After the primary election, we granted the Authority’s petition for rehearing because the public interest would be served by a clarification of our earlier summary ruling.
I
The New Jersey Public Broadcasting Authority (Authority), an instrumentality of the State of New Jersey, was established in 1968 by the New Jersey Public Broadcasting Authority Act, N.J.S.A. 48:23-1 et seq. The Authority owns and operates WNJS, WNJM, WNJB and WNJT, four educational television stations which constitute the New Jersey public television network. All four stations are licensed by the Federal Communications Commission (FCC).
Plaintiffs Richard MeGlynn and Jack Rafferty were among the eight candidates for the Republican nomination for governor of New Jersey. Ann Klein 2 was one of thirteen candidates for the Democratic nomination. The primary election was held on *119June 2, 1981.3 During the primary campaign, the Authority provided extensive television coverage as required by the New Jersey Campaign Contributions and Expenditure Reporting Act, N.J.S.A. 19:44A-39.
As a result of the inadequacy of television coverage of New Jersey gubernatorial races by the private New York and Philadelphia stations, see infra at 122-23, significant responsibility for keeping the New Jersey viewing public informed about the candidates and issues falls upon New Jersey public television.
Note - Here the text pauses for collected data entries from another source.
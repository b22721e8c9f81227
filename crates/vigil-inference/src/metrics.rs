//! Batcher and perception-client metrics.

use metrics::{counter, gauge, histogram};
use std::time::Duration;

/// Metric name constants for consistency.
pub mod names {
    /// Requests per dispatched batch, by model.
    pub const BATCH_SIZE: &str = "vigil_inference_batch_size";

    /// Pending requests, by model.
    pub const QUEUE_DEPTH: &str = "vigil_inference_queue_depth";

    /// Submissions refused because a queue was full, by model.
    pub const BACKPRESSURE_TOTAL: &str = "vigil_inference_backpressure_total";

    /// Batch latency in seconds, by model and device.
    pub const LATENCY_SECONDS: &str = "vigil_inference_latency_seconds";

    /// Time a closed batch waited for a device lease, by model.
    pub const DEVICE_WAIT_SECONDS: &str = "vigil_inference_device_wait_seconds";

    /// Failed batches, by model and error kind.
    pub const FAILURES_TOTAL: &str = "vigil_inference_failures_total";

    /// Perception service HTTP requests, by status.
    pub const REQUESTS_TOTAL: &str = "vigil_perception_requests_total";
}

pub fn record_batch(model: &str, device: &str, size: usize, latency_ms: f64) {
    histogram!(names::BATCH_SIZE, "model" => model.to_string()).record(size as f64);
    histogram!(
        names::LATENCY_SECONDS,
        "model" => model.to_string(),
        "device" => device.to_string()
    )
    .record(latency_ms / 1000.0);
}

pub fn record_device_wait(model: &str, wait: Duration) {
    histogram!(names::DEVICE_WAIT_SECONDS, "model" => model.to_string()).record(wait.as_secs_f64());
}

pub fn record_queue_depth(model: &str, depth: usize) {
    gauge!(names::QUEUE_DEPTH, "model" => model.to_string()).set(depth as f64);
}

pub fn record_backpressure(model: &str) {
    counter!(names::BACKPRESSURE_TOTAL, "model" => model.to_string()).increment(1);
}

pub fn record_failure(model: &str, kind: &str) {
    counter!(
        names::FAILURES_TOTAL,
        "model" => model.to_string(),
        "kind" => kind.to_string()
    )
    .increment(1);
}

pub fn record_request(status: u16) {
    counter!(names::REQUESTS_TOTAL, "status" => status.to_string()).increment(1);
}
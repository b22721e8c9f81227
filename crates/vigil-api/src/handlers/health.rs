//! Health check handler.

use axum::extract::State;
use axum::Json;
use chrono::Utc;
use serde::Serialize;

use vigil_inference::{DeviceUsage, LaneStats};

use crate::state::AppState;

/// Health response.
#[derive(Serialize)]
pub struct HealthResponse {
    pub status: String,
    pub version: String,
    pub timestamp: String,
    pub active_streams: usize,
    pub rules_generation: u64,
    pub inference: InferenceHealth,
}

/// Batcher load as seen by the scheduler.
#[derive(Serialize)]
pub struct InferenceHealth {
    pub pressure_level: u8,
    pub queue_fill: f64,
    pub lanes: Vec<LaneStats>,
    pub devices: Vec<DeviceUsage>,
}

/// Liveness endpoint.
pub async fn health(State(state): State<AppState>) -> Json<HealthResponse> {
    let coordinator = &state.coordinator;
    let pressure = coordinator.scheduler().pressure();

    Json(HealthResponse {
        status: "healthy".to_string(),
        version: env!("CARGO_PKG_VERSION").to_string(),
        timestamp: Utc::now().to_rfc3339(),
        active_streams: coordinator.active_streams().await,
        rules_generation: coordinator.rules().generation(),
        inference: InferenceHealth {
            pressure_level: pressure.level(),
            queue_fill: pressure.fill(),
            lanes: coordinator.batcher().lane_stats(),
            devices: coordinator.batcher().device_usage(),
        },
    })
}
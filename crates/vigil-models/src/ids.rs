//! Identifier newtypes shared across crates.

use schemars::JsonSchema;
use serde::{Deserialize, Serialize};
use std::fmt;

macro_rules! string_id {
    ($(#[$meta:meta])* $name:ident) => {
        $(#[$meta])*
        #[derive(Debug, Clone, PartialEq, Eq, PartialOrd, Ord, Hash, Serialize, Deserialize, JsonSchema)]
        #[serde(transparent)]
        pub struct $name(pub String);

        impl $name {
            /// Create from an existing string.
            pub fn new(s: impl Into<String>) -> Self {
                Self(s.into())
            }

            /// Get the inner string.
            pub fn as_str(&self) -> &str {
                &self.0
            }
        }

        impl fmt::Display for $name {
            fn fmt(&self, f: &mut fmt::Formatter<'_>) -> fmt::Result {
                write!(f, "{}", self.0)
            }
        }

        impl From<String> for $name {
            fn from(s: String) -> Self {
                Self(s)
            }
        }

        impl From<&str> for $name {
            fn from(s: &str) -> Self {
                Self(s.to_string())
            }
        }

        impl AsRef<str> for $name {
            fn as_ref(&self) -> &str {
                &self.0
            }
        }
    };
}

string_id!(
    /// Identifier of one continuously analyzed camera/video source.
    StreamId
);

string_id!(
    /// Identifier of a detection rule, unique within a rule set.
    RuleId
);

string_id!(
    /// Identifier of a perception model registered with the batcher.
    ModelId
);

#[cfg(test)]
mod tests {
    use super::*;

    #[test]
    fn test_ids_serialize_transparently() {
        let id = StreamId::from("cam-01");
        assert_eq!(serde_json::to_string(&id).unwrap(), "\"cam-01\"");

        let parsed: RuleId = serde_json::from_str("\"fall\"").unwrap();
        assert_eq!(parsed.as_str(), "fall");
        assert_eq!(ModelId::new("pose").to_string(), "pose");
    }
}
The problems of election coverage by the New York and Philadelphia stations were exacerbated in this case by the presence of 21 candidates in the race. The Authority fulfilled its responsibility in several ways. First, it aired a series of ten-minute profiles in which each candidate received the opportunity to discuss the issues. Each profile was shown twice during May. Second, “McLaughlin’s Beat,” a regularly scheduled weekly interview program, broadcast interviews with the candidates in groups of two or three from March 5 through May 21. Third, the Authority covered two League of Women Voters forums, one for each party, to which all candidates were invited. Finally, the various candidates appeared on “New Jersey Nightly News” (Nightly News). There is no evidence of how often each candidate appeared on the evening news. However, “A Closer Look,” a ten-minute segment of the Nightly News which generally provides in-depth analysis of a single issue or event, broadcast profiles of each candidate in mid-April.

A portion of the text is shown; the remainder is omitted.